En 1318, le pape Jean XXII crée le "délit de sorcellerie"... Il pense avoir été victime d'envoûtement et de tentative d'empoisonnement par l'évêque de Cahors qui sera brûlé en 1317. Le pape Jean XXII se lance dans une croisade personnelle contre la sorcellerie. C'est le point de départ vers la folie collective.
En 1486, un ouvrage fournit le mode d'emploi pour démasquer les sorcières : Malleus Maleficarum rédigé par Heinrich Kramer. Il considère que les femmes sont plus susceptibles de pratiquer la sorcellerie parce qu'elles sont "crédules, impressionnables, excessives, bavardes, déficientes moralement et physiquement".

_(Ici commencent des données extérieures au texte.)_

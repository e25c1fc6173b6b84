use std::path::PathBuf;

use anyhow::{Context, Result, bail};
use clap::{Parser, Subcommand};
use tracing_subscriber::EnvFilter;

use wfactory_engine::{FactoryConfig, WorkflowFactory};
use wfactory_source::FsTemplateSource;

/// wfactory - Materialize Pegasus DAX workflow templates into instance graphs
#[derive(Parser)]
#[command(name = "wfactory")]
#[command(version, about, long_about = None)]
struct Cli {
  /// Directory holding `<name>.xml` templates (default: ~/.wfactory/templates)
  #[arg(long, global = true)]
  templates_dir: Option<PathBuf>,

  /// Factory configuration file (JSON)
  #[arg(long, global = true)]
  config: Option<PathBuf>,

  /// Base URL that instance URIs are rooted at
  #[arg(long, global = true, default_value = "http://localhost:8080")]
  base_url: String,

  /// Log at debug level
  #[arg(short, long, global = true)]
  verbose: bool,

  #[command(subcommand)]
  command: Option<Commands>,
}

#[derive(Subcommand)]
enum Commands {
  /// List the templates available in the templates directory
  List,

  /// Print a parsed template as JSON
  Template {
    /// Template name (file stem)
    name: String,
  },

  /// Create instances of a template and print the result as JSON
  Instantiate {
    /// Template name (file stem)
    name: String,

    /// Number of instances to create
    #[arg(long, default_value_t = 1)]
    count: usize,

    /// Print the whole ledger instead of the last instance
    #[arg(long)]
    ledger: bool,
  },
}

fn main() -> Result<()> {
  let cli = Cli::parse();
  init_tracing(cli.verbose);

  let templates_dir = match cli.templates_dir {
    Some(dir) => dir,
    None => dirs::home_dir()
      .context("could not determine home directory")?
      .join(".wfactory")
      .join("templates"),
  };

  let config = match &cli.config {
    Some(path) => FactoryConfig::from_file(path)
      .with_context(|| format!("failed to load config: {}", path.display()))?,
    None => FactoryConfig::default(),
  };

  let rt = tokio::runtime::Runtime::new()?;

  match cli.command {
    Some(Commands::List) => rt.block_on(list_templates(templates_dir)),
    Some(Commands::Template { name }) => rt.block_on(show_template(templates_dir, config, name)),
    Some(Commands::Instantiate {
      name,
      count,
      ledger,
    }) => rt.block_on(instantiate(
      templates_dir,
      config,
      name,
      cli.base_url,
      count,
      ledger,
    )),
    None => {
      println!("wfactory - use --help to see available commands");
      Ok(())
    }
  }
}

fn init_tracing(verbose: bool) {
  let default = if verbose { "debug" } else { "info" };
  let filter = EnvFilter::try_from_default_env().unwrap_or_else(|_| EnvFilter::new(default));

  tracing_subscriber::fmt()
    .with_env_filter(filter)
    .with_writer(std::io::stderr)
    .init();
}

async fn list_templates(templates_dir: PathBuf) -> Result<()> {
  let source = FsTemplateSource::new(&templates_dir);
  let names = source
    .list()
    .await
    .with_context(|| format!("failed to list templates in {}", templates_dir.display()))?;

  for name in names {
    println!("{name}");
  }
  Ok(())
}

async fn show_template(templates_dir: PathBuf, config: FactoryConfig, name: String) -> Result<()> {
  let factory = WorkflowFactory::new(FsTemplateSource::new(templates_dir), config)
    .context("failed to create workflow factory")?;

  let template = factory
    .get_template(&name)
    .await
    .with_context(|| format!("failed to load template '{name}'"))?;

  println!("{}", serde_json::to_string_pretty(template.as_ref())?);
  Ok(())
}

async fn instantiate(
  templates_dir: PathBuf,
  config: FactoryConfig,
  name: String,
  base_url: String,
  count: usize,
  ledger: bool,
) -> Result<()> {
  if count == 0 {
    bail!("--count must be at least 1");
  }

  let factory = WorkflowFactory::new(FsTemplateSource::new(templates_dir), config)
    .context("failed to create workflow factory")?;

  factory
    .get_template(&name)
    .await
    .with_context(|| format!("failed to load template '{name}'"))?;

  let mut slot = 0;
  for _ in 0..count {
    slot = factory
      .create_instance(&name, &base_url)
      .await
      .with_context(|| format!("failed to create instance of '{name}'"))?;
  }

  if ledger {
    let snapshot = factory.get_instance_list(&name)?;
    println!("{}", serde_json::to_string_pretty(&snapshot)?);
  } else {
    let record = factory.get_instance(&name, slot)?;
    println!("{}", serde_json::to_string_pretty(record.as_ref())?);
  }

  Ok(())
}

La population va se régaler dans les délations... Les maladies, les coups de gel sur les cultures, la foudre, les morts subites de nourrissons, vont avoir une seule cause : la sorcellerie. Les motivations des dénonciations virent au sordide. Une femme jalouse accuse sa rivale, un homme accuse une femme qui l'a repoussé, des villageois accusent une riche citadine, ... Les biens de la sorcière sont vendus aux enchères après sa mort : quelle aubaine !
En Europe, 75 000 procès pour sorcellerie se sont tenus en 3 siècles de répression suivis de 30 000 à 50 000 exécutions. Aux Etas-Unis, le célèbre procès des sorcières de Salem a entraîné l'exécution de 22 personnes dont 16 femmes, les autres étant mortes en détention.
Parmi les indices qui menaient au bûcher :
- le poids : on pesait la suspecte, les sorcières étant réputées très légères pour pouvoir voler.
- les marques du diable : on rasait l'accusée pour chercher sur son corps les "marques", tâches, cicatrices, verrues, formes étranges, ... quand on cherche, on trouve !
- l'épreuve de la nage : attachée pieds et mains liés, si elle flottait, elle était coupable. Si elle coulait, elle était innocente. Mais morte !
- les yeux : les sorcières étaient réputées ne pas pleurer, on cherchait sous leurs yeux des larmes.
- la protection du diable : on pendait la suspecte par les poignets, avec des poids attachés aux chevilles. Si elle n'avouait pas, elle ne souffrait pas, donc le diable l'avait envoûtée.
- le supplice de l'eau : on forçait l'accusée, attachée, à boire 12 litres d'eau avec un entonnoir.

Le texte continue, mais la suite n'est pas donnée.